Ele me olha fixamente, com uma expressão inflamada.
— É por isso que você é capaz de me amar — murmuro. — Perdoe a sua mãe. Ela tinha a própria dor para suportar. Ela foi uma péssima mãe, mas você a amava.
Ele me olha sem dizer uma palavra, os olhos assombrados — por lembranças que não posso nem sonhar em desvendar.
Ah, por favor, não pare de falar.
Após um tempo, ele diz:
— Eu costumava escovar o cabelo dela. Ela era bonita.
— Basta olhar para você que ninguém duvida.
— Ela foi uma péssima mãe. — Sua voz está quase inaudível.
Concordo, e ele fecha os olhos.
— Tenho medo de ser um péssimo pai.
Acaricio seu querido rosto. Ah, meu amor, meu amor.
— Christian, como você pode pensar que eu deixaria você ser um péssimo pai?
Ele abre os olhos e me encara por um tempo que parece uma eternidade. E começa a sorrir quando o alívio pouco a pouco ilumina seu rosto.
— É mesmo, você não deixaria. — Ele acaricia meu rosto com as costas da mão, olhando-me com admiração. — Meu Deus, você é tão forte, Sra. Grey. Eu amo tanto você. — Ele beija minha testa. — Nunca pensei que fosse capaz.
— Ah, Christian — murmuro, tentando conter minha emoção.
— Bom, e esse é o fim da minha história.
— Foi uma história e tanto…
Ele sorri melancolicamente, mas acho que está aliviado.
— Como está a sua cabeça?
— Minha cabeça? — Na verdade, está a ponto de explodir, com tudo o que você me contou!
— Ainda dói?
— Não.
— Ótimo. Acho que é bom você dormir agora.

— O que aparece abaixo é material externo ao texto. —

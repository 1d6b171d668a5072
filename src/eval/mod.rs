pub(crate) mod clock;
pub(crate) mod evaluator;
use serde::{Deserialize, Serialize};

use crate::foundation::{
    core::Fps,
    error::{NexVideoError, NexVideoResult},
};

/// Default settle threshold used by [`measure_spring`].
pub const DEFAULT_SETTLE_THRESHOLD: f64 = 0.005;

/// Consecutive in-threshold frames required before a spring counts as settled.
const SETTLE_WINDOW_FRAMES: u64 = 20;

/// Give up measuring after this many frames (undamped springs never settle).
const MAX_MEASURE_FRAMES: u64 = 100_000;

/// Physical parameters of a damped spring released from rest at 0 toward 1.
///
/// Larger `damping` means less overshoot; larger `stiffness` means a faster settle.
#[derive(Clone, Copy, Debug, PartialEq, Serialize, Deserialize)]
#[serde(default)]
pub struct SpringConfig {
    pub damping: f64,
    pub stiffness: f64,
    pub mass: f64,
    /// Cap the value at 1 instead of overshooting.
    pub overshoot_clamping: bool,
}

impl Default for SpringConfig {
    fn default() -> Self {
        Self {
            damping: 10.0,
            stiffness: 100.0,
            mass: 1.0,
            overshoot_clamping: false,
        }
    }
}

impl SpringConfig {
    /// Unit mass spring with the given damping and stiffness.
    pub fn new(damping: f64, stiffness: f64) -> Self {
        Self {
            damping,
            stiffness,
            ..Self::default()
        }
    }

    /// Default stiffness and mass with a custom damping.
    pub fn damped(damping: f64) -> Self {
        Self {
            damping,
            ..Self::default()
        }
    }

    pub fn with_mass(mut self, mass: f64) -> Self {
        self.mass = mass;
        self
    }

    pub fn with_overshoot_clamping(mut self, clamp: bool) -> Self {
        self.overshoot_clamping = clamp;
        self
    }

    pub fn validate(&self) -> NexVideoResult<()> {
        if !self.damping.is_finite() || self.damping < 0.0 {
            return Err(NexVideoError::animation(
                "spring damping must be finite and >= 0",
            ));
        }
        if !self.stiffness.is_finite() || self.stiffness <= 0.0 {
            return Err(NexVideoError::animation(
                "spring stiffness must be finite and > 0",
            ));
        }
        if !self.mass.is_finite() || self.mass <= 0.0 {
            return Err(NexVideoError::animation("spring mass must be finite and > 0"));
        }
        Ok(())
    }

    /// Undamped angular frequency in rad/s.
    pub fn natural_frequency(&self) -> f64 {
        (self.stiffness.max(0.0) / self.mass.max(1e-9)).sqrt()
    }

    /// `zeta`: < 1 underdamped, 1 critically damped, > 1 overdamped.
    pub fn damping_ratio(&self) -> f64 {
        let k = self.stiffness.max(0.0);
        let m = self.mass.max(1e-9);
        self.damping.max(0.0) / (2.0 * (k * m).sqrt()).max(1e-9)
    }
}

/// Spring progress after `elapsed_frames` at `fps`.
///
/// Returns exactly 0 before the start (`elapsed_frames <= 0`). Underdamped configs overshoot 1
/// unless [`SpringConfig::overshoot_clamping`] is set.
pub fn spring(elapsed_frames: f64, fps: Fps, config: &SpringConfig) -> f64 {
    if elapsed_frames.is_nan() || elapsed_frames <= 0.0 {
        return 0.0;
    }
    let t = elapsed_frames / fps.as_f64();
    let v = spring_step(t, config.stiffness, config.damping, config.mass);
    if config.overshoot_clamping {
        v.min(1.0)
    } else {
        v
    }
}

/// Number of frames after which the spring stays within `threshold` of its target.
pub fn measure_spring(fps: Fps, config: &SpringConfig, threshold: f64) -> NexVideoResult<u64> {
    config.validate()?;
    if !threshold.is_finite() || threshold <= 0.0 {
        return Err(NexVideoError::animation(
            "spring settle threshold must be finite and > 0",
        ));
    }

    let off_target = |frame: u64| (spring(frame as f64, fps, config) - 1.0).abs() >= threshold;

    let mut frame = 0u64;
    while off_target(frame) {
        frame += 1;
        if frame > MAX_MEASURE_FRAMES {
            return Err(NexVideoError::animation(format!(
                "spring does not settle within {MAX_MEASURE_FRAMES} frames"
            )));
        }
    }

    // Bouncy springs can dip back out of the threshold; require a quiet window.
    let mut finished = frame;
    let mut quiet = 0u64;
    while quiet < SETTLE_WINDOW_FRAMES {
        frame += 1;
        if frame > MAX_MEASURE_FRAMES {
            return Err(NexVideoError::animation(format!(
                "spring does not settle within {MAX_MEASURE_FRAMES} frames"
            )));
        }
        if off_target(frame) {
            quiet = 0;
            finished = frame + 1;
        } else {
            quiet += 1;
        }
    }
    Ok(finished)
}

fn spring_step(t: f64, stiffness: f64, damping: f64, mass: f64) -> f64 {
    // Step response from 0 to 1 with x(0)=0, v(0)=0.
    let k = stiffness.max(0.0);
    let c = damping.max(0.0);
    let m = mass.max(1e-9);

    let w0 = (k / m).sqrt();
    if w0 == 0.0 {
        return 1.0;
    }
    let zeta = c / (2.0 * (k * m).sqrt()).max(1e-9);

    if (zeta - 1.0).abs() < 1e-6 {
        // Critically damped.
        let e = (-w0 * t).exp();
        1.0 - e * (1.0 + w0 * t)
    } else if zeta < 1.0 {
        // Underdamped.
        let wd = w0 * (1.0 - zeta * zeta).sqrt();
        let e = (-zeta * w0 * t).exp();
        let c1 = (wd * t).cos();
        let s1 = (wd * t).sin();
        let k = zeta / (1.0 - zeta * zeta).sqrt();
        1.0 - e * (c1 + k * s1)
    } else {
        // Overdamped.
        let z2 = (zeta * zeta - 1.0).sqrt();
        let r1 = -w0 * (zeta - z2);
        let r2 = -w0 * (zeta + z2);
        let c2 = (zeta + z2) / (2.0 * z2);
        let c1 = (zeta - z2) / (2.0 * z2);
        1.0 - (c2 * (r1 * t).exp() - c1 * (r2 * t).exp())
    }
}

#[cfg(test)]
#[path = "../../tests/unit/animation/spring.rs"]
mod tests;
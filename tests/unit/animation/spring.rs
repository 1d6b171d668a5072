use super::*;

fn fps30() -> Fps {
    Fps::integer(30).unwrap()
}

#[test]
fn pre_start_frames_are_exactly_zero() {
    for config in [
        SpringConfig::default(),
        SpringConfig::new(12.0, 100.0),
        SpringConfig::new(40.0, 100.0),
    ] {
        for e in [-1000.0, -25.0, -1.0, -0.5, 0.0] {
            assert_eq!(spring(e, fps30(), &config), 0.0);
        }
    }
    assert_eq!(spring(f64::NAN, fps30(), &SpringConfig::default()), 0.0);
}

#[test]
fn critically_and_overdamped_are_monotonic_and_settle() {
    for config in [SpringConfig::new(20.0, 100.0), SpringConfig::new(40.0, 100.0)] {
        assert!(config.damping_ratio() >= 1.0);

        let mut prev = 0.0;
        for f in 0..600 {
            let v = spring(f64::from(f), fps30(), &config);
            assert!(v + 1e-12 >= prev, "frame {f}: {v} < {prev}");
            assert!(v <= 1.0 + 1e-12);
            prev = v;
        }

        let settle = measure_spring(fps30(), &config, 0.01).unwrap();
        for f in settle..settle + 600 {
            let v = spring(f as f64, fps30(), &config);
            assert!((v - 1.0).abs() < 0.01, "frame {f}: {v}");
        }
    }
}

#[test]
fn underdamped_overshoots_unless_clamped() {
    let config = SpringConfig::new(12.0, 100.0);
    assert!(config.damping_ratio() < 1.0);

    let peak = (0..90)
        .map(|f| spring(f64::from(f), fps30(), &config))
        .fold(f64::MIN, f64::max);
    assert!(peak > 1.0);

    let clamped = config.with_overshoot_clamping(true);
    let peak = (0..90)
        .map(|f| spring(f64::from(f), fps30(), &clamped))
        .fold(f64::MIN, f64::max);
    assert!(peak <= 1.0);

    assert!((spring(3000.0, fps30(), &config) - 1.0).abs() < 1e-9);
}

#[test]
fn time_is_measured_in_seconds() {
    let config = SpringConfig::default();
    let a = spring(30.0, fps30(), &config);
    let b = spring(60.0, Fps::integer(60).unwrap(), &config);
    assert_eq!(a, b);
}

#[test]
fn measure_spring_default_config_is_about_a_second() {
    let frames = measure_spring(fps30(), &SpringConfig::default(), DEFAULT_SETTLE_THRESHOLD).unwrap();
    assert!((10..90).contains(&frames), "settled after {frames}");
}

#[test]
fn measure_spring_rejects_undamped_and_bad_threshold() {
    assert!(measure_spring(fps30(), &SpringConfig::damped(0.0), 0.005).is_err());
    assert!(measure_spring(fps30(), &SpringConfig::default(), 0.0).is_err());
}

#[test]
fn validate_rejects_non_physical_params() {
    assert!(SpringConfig::default().validate().is_ok());
    assert!(SpringConfig::damped(0.0).validate().is_ok());
    assert!(SpringConfig::damped(-1.0).validate().is_err());
    assert!(SpringConfig::new(10.0, 0.0).validate().is_err());
    assert!(SpringConfig::default().with_mass(0.0).validate().is_err());
    assert!(SpringConfig::new(f64::NAN, 100.0).validate().is_err());
}

#[test]
fn serde_fills_defaults() {
    let c: SpringConfig = serde_json::from_str(r#"{ "damping": 15 }"#).unwrap();
    assert_eq!(c, SpringConfig::damped(15.0));
}
/// Convenience result type used across the crate.
pub type NexVideoResult<T> = Result<T, NexVideoError>;

/// Error taxonomy for composition definition and frame evaluation.
#[derive(thiserror::Error, Debug)]
pub enum NexVideoError {
    /// Invalid composition or timeline configuration.
    #[error("validation error: {0}")]
    Validation(String),

    /// Invalid interpolation or spring configuration.
    #[error("animation error: {0}")]
    Animation(String),

    /// Errors while evaluating a frame (out-of-range frame, pipeline failures).
    #[error("evaluation error: {0}")]
    Evaluation(String),

    /// Errors when serializing or deserializing compositions and frames.
    #[error("serialization error: {0}")]
    Serde(String),

    /// Wrapped lower-level error from dependencies or IO.
    #[error(transparent)]
    Other(#[from] anyhow::Error),
}

impl NexVideoError {
    /// Build a [`NexVideoError::Validation`] value.
    pub fn validation(msg: impl Into<String>) -> Self {
        Self::Validation(msg.into())
    }

    /// Build a [`NexVideoError::Animation`] value.
    pub fn animation(msg: impl Into<String>) -> Self {
        Self::Animation(msg.into())
    }

    /// Build a [`NexVideoError::Evaluation`] value.
    pub fn evaluation(msg: impl Into<String>) -> Self {
        Self::Evaluation(msg.into())
    }

    /// Build a [`NexVideoError::Serde`] value.
    pub fn serde(msg: impl Into<String>) -> Self {
        Self::Serde(msg.into())
    }
}

#[cfg(test)]
#[path = "../../tests/unit/foundation/error.rs"]
mod tests;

Dormir! Como vou conseguir dormir depois de tudo isso?
— Durma — ordena ele, severo. — Você precisa.
Faço beicinho.
— Tenho uma pergunta.
— Ah, é? Qual? — Ele me olha com cautela.
— Por que você de repente ficou tão… comunicativo, por falta de palavra melhor?
Ele enruga a testa.
— Está me contando tudo isso, quando normalmente extrair informação de você é uma tarefa bastante difícil e cansativa.
— É?
— Você sabe que é.
— Por que estou sendo comunicativo? Não sei dizer. Talvez por ter visto você praticamente morta no chão frio de concreto. Ou porque vou ser pai. Não sei. Você disse que queria saber, e eu não desejo que a Elena se torne um problema entre nós. Ela não pode. Ela agora é passado, e eu já lhe disse isso muitas e muitas vezes.